Exercise: Restate the records in full, so that each line matches the original exactly.

┌─ The data

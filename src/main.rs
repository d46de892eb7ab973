//! dwg-plot - CLI tool to batch convert DWG drawings to PDF.

use anyhow::{Context, Result};
use clap::Parser;
use std::path::PathBuf;
use tracing::{error, info, warn};
use tracing_subscriber::EnvFilter;

use dwg_plot_rs::{find_drawings, plan, BatchConverter, BatchError, CommandLauncher, Config};

/// Plot every DWG drawing in a folder to a PDF next to it.
#[derive(Parser, Debug)]
#[command(name = "dwg-plot")]
#[command(author, version, about, long_about = None)]
struct Args {
    /// Folder holding the drawings
    input_dir: Option<PathBuf>,

    /// JSON config file; command-line options override its values
    #[arg(short, long)]
    config: Option<PathBuf>,

    /// Extension of the drawings to convert
    #[arg(long)]
    extension: Option<String>,

    /// Attempts when the application is busy
    #[arg(long)]
    max_retries: Option<u32>,

    /// Pause between attempts in milliseconds
    #[arg(long)]
    retry_delay_ms: Option<u64>,

    /// Plot configuration used for the export
    #[arg(long)]
    profile: Option<String>,

    /// Program identifier of the drawing application
    #[arg(long)]
    prog_id: Option<String>,

    /// Plotter executable
    #[arg(long)]
    plotter: Option<PathBuf>,

    /// Plotter argument template (repeatable); supports {input}, {output}, {profile}, {prog_id}
    #[arg(long = "plotter-arg", allow_hyphen_values = true)]
    plotter_args: Vec<String>,

    /// Plotter exit code meaning "application busy"
    #[arg(long)]
    busy_exit_code: Option<i32>,

    /// Write a JSON report of the run
    #[arg(long)]
    report: Option<PathBuf>,

    /// List the drawings and their PDF paths without plotting
    #[arg(long)]
    dry_run: bool,

    /// Verbose output
    #[arg(short, long)]
    verbose: bool,
}

impl Args {
    /// Merge the options into a config loaded from file (or the defaults).
    fn into_config(self) -> Result<(Config, Options)> {
        let mut config = match &self.config {
            Some(path) => Config::load(path)?,
            None => Config::default(),
        };

        if let Some(dir) = self.input_dir {
            config.input_dir = Some(dir);
        }
        if let Some(extension) = self.extension {
            config.extension = extension;
        }
        if let Some(max_retries) = self.max_retries {
            config.max_retries = max_retries;
        }
        if let Some(delay) = self.retry_delay_ms {
            config.retry_delay_ms = delay;
        }
        if let Some(profile) = self.profile {
            config.plot_profile = profile;
        }
        if let Some(prog_id) = self.prog_id {
            config.prog_id = prog_id;
        }
        if let Some(plotter) = self.plotter {
            config.plotter.command = plotter;
        }
        if !self.plotter_args.is_empty() {
            config.plotter.args = self.plotter_args;
        }
        if let Some(code) = self.busy_exit_code {
            config.plotter.busy_exit_code = code;
        }

        let options = Options {
            report: self.report,
            dry_run: self.dry_run,
        };
        Ok((config, options))
    }
}

/// Run options that are not part of the batch configuration.
struct Options {
    report: Option<PathBuf>,
    dry_run: bool,
}

fn main() -> Result<()> {
    let args = Args::parse();

    // Initialize logging
    let filter = if args.verbose {
        EnvFilter::new("debug")
    } else {
        EnvFilter::new("info")
    };

    tracing_subscriber::fmt()
        .with_env_filter(filter)
        .with_target(false)
        .init();

    let (config, options) = args.into_config()?;
    let input_dir = config.validate()?.to_path_buf();

    let report = if options.dry_run {
        let files = find_drawings(&input_dir, config.extension())?;
        plan(&files)
    } else {
        let launcher = CommandLauncher::new(config.plotter.clone());
        let mut converter = BatchConverter::new(launcher, &config);

        match converter.run(&input_dir, config.extension()) {
            Ok(report) => report,
            Err(err @ BatchError::InitRetriesExhausted { .. }) => {
                error!("Failed to initialize the application after all retries.");
                return Err(err.into());
            }
            Err(err) => return Err(err.into()),
        }
    };

    if let Some(path) = &options.report {
        report
            .save(path)
            .with_context(|| format!("Failed to write {}", path.display()))?;
        info!("Report written to {}", path.display());
    }

    if options.dry_run {
        info!("{} drawing(s) would be plotted", report.files.len());
        return Ok(());
    }

    for failed in report.failures() {
        warn!("Not converted: {}", failed.input.display());
    }

    info!(
        "{} of {} drawing(s) converted",
        report.converted(),
        report.files.len()
    );

    if !report.is_success() {
        anyhow::bail!("{} drawing(s) failed to convert", report.failed());
    }

    Ok(())
}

└─

Written answer:
filename src/main.rs
repository d46de892eb7ab973
//! dwg-plot - CLI tool to batch convert DWG drawings to PDF.

use anyhow::{Context, Result};
use clap::Parser;
use std::path::PathBuf;
use tracing::{error, info, warn};
use tracing_subscriber::EnvFilter;

use dwg_plot_rs::{find_drawings, plan, BatchConverter, BatchError, CommandLauncher, Config};

/// Plot every DWG drawing in a folder to a PDF next to it.
#[derive(Parser, Debug)]
#[command(name = "dwg-plot")]
#[command(author, version, about, long_about = None)]
struct Args {
    /// Folder holding the drawings
    input_dir: Option<PathBuf>,

    /// JSON config file; command-line options override its values
    #[arg(short, long)]
    config: Option<PathBuf>,

    /// Extension of the drawings to convert
    #[arg(long)]
    extension: Option<String>,

    /// Attempts when the application is busy
    #[arg(long)]
    max_retries: Option<u32>,

    /// Pause between attempts in milliseconds
    #[arg(long)]
    retry_delay_ms: Option<u64>,

    /// Plot configuration used for the export
    #[arg(long)]
    profile: Option<String>,

    /// Program identifier of the drawing application
    #[arg(long)]
    prog_id: Option<String>,

    /// Plotter executable
    #[arg(long)]
    plotter: Option<PathBuf>,

    /// Plotter argument template (repeatable); supports {input}, {output}, {profile}, {prog_id}
    #[arg(long = "plotter-arg", allow_hyphen_values = true)]
    plotter_args: Vec<String>,

    /// Plotter exit code meaning "application busy"
    #[arg(long)]
    busy_exit_code: Option<i32>,

    /// Write a JSON report of the run
    #[arg(long)]
    report: Option<PathBuf>,

    /// List the drawings and their PDF paths without plotting
    #[arg(long)]
    dry_run: bool,

    /// Verbose output
    #[arg(short, long)]
    verbose: bool,
}

impl Args {
    /// Merge the options into a config loaded from file (or the defaults).
    fn into_config(self) -> Result<(Config, Options)> {
        let mut config = match &self.config {
            Some(path) => Config::load(path)?,
            None => Config::default(),
        };

        if let Some(dir) = self.input_dir {
            config.input_dir = Some(dir);
        }
        if let Some(extension) = self.extension {
            config.extension = extension;
        }
        if let Some(max_retries) = self.max_retries {
            config.max_retries = max_retries;
        }
        if let Some(delay) = self.retry_delay_ms {
            config.retry_delay_ms = delay;
        }
        if let Some(profile) = self.profile {
            config.plot_profile = profile;
        }
        if let Some(prog_id) = self.prog_id {
            config.prog_id = prog_id;
        }
        if let Some(plotter) = self.plotter {
            config.plotter.command = plotter;
        }
        if !self.plotter_args.is_empty() {
            config.plotter.args = self.plotter_args;
        }
        if let Some(code) = self.busy_exit_code {
            config.plotter.busy_exit_code = code;
        }

        let options = Options {
            report: self.report,
            dry_run: self.dry_run,
        };
        Ok((config, options))
    }
}

/// Run options that are not part of the batch configuration.
struct Options {
    report: Option<PathBuf>,
    dry_run: bool,
}

fn main() -> Result<()> {
    let args = Args::parse();

    // Initialize logging
    let filter = if args.verbose {
        EnvFilter::new("debug")
    } else {
        EnvFilter::new("info")
    };

    tracing_subscriber::fmt()
        .with_env_filter(filter)
        .with_target(false)
        .init();

    let (config, options) = args.into_config()?;
    let input_dir = config.validate()?.to_path_buf();

    let report = if options.dry_run {
        let files = find_drawings(&input_dir, config.extension())?;
        plan(&files)
    } else {
        let launcher = CommandLauncher::new(config.plotter.clone());
        let mut converter = BatchConverter::new(launcher, &config);

        match converter.run(&input_dir, config.extension()) {
            Ok(report) => report,
            Err(err @ BatchError::InitRetriesExhausted { .. }) => {
                error!("Failed to initialize the application after all retries.");
                return Err(err.into());
            }
            Err(err) => return Err(err.into()),
        }
    };

    if let Some(path) = &options.report {
        report
            .save(path)
            .with_context(|| format!("Failed to write {}", path.display()))?;
        info!("Report written to {}", path.display());
    }

    if options.dry_run {
        info!("{} drawing(s) would be plotted", report.files.len());
        return Ok(());
    }

    for failed in report.failures() {
        warn!("Not converted: {}", failed.input.display());
    }

    info!(
        "{} of {} drawing(s) converted",
        report.converted(),
        report.files.len()
    );

    if !report.is_success() {
        anyhow::bail!("{} drawing(s) failed to convert", report.failed());
    }

    Ok(())
}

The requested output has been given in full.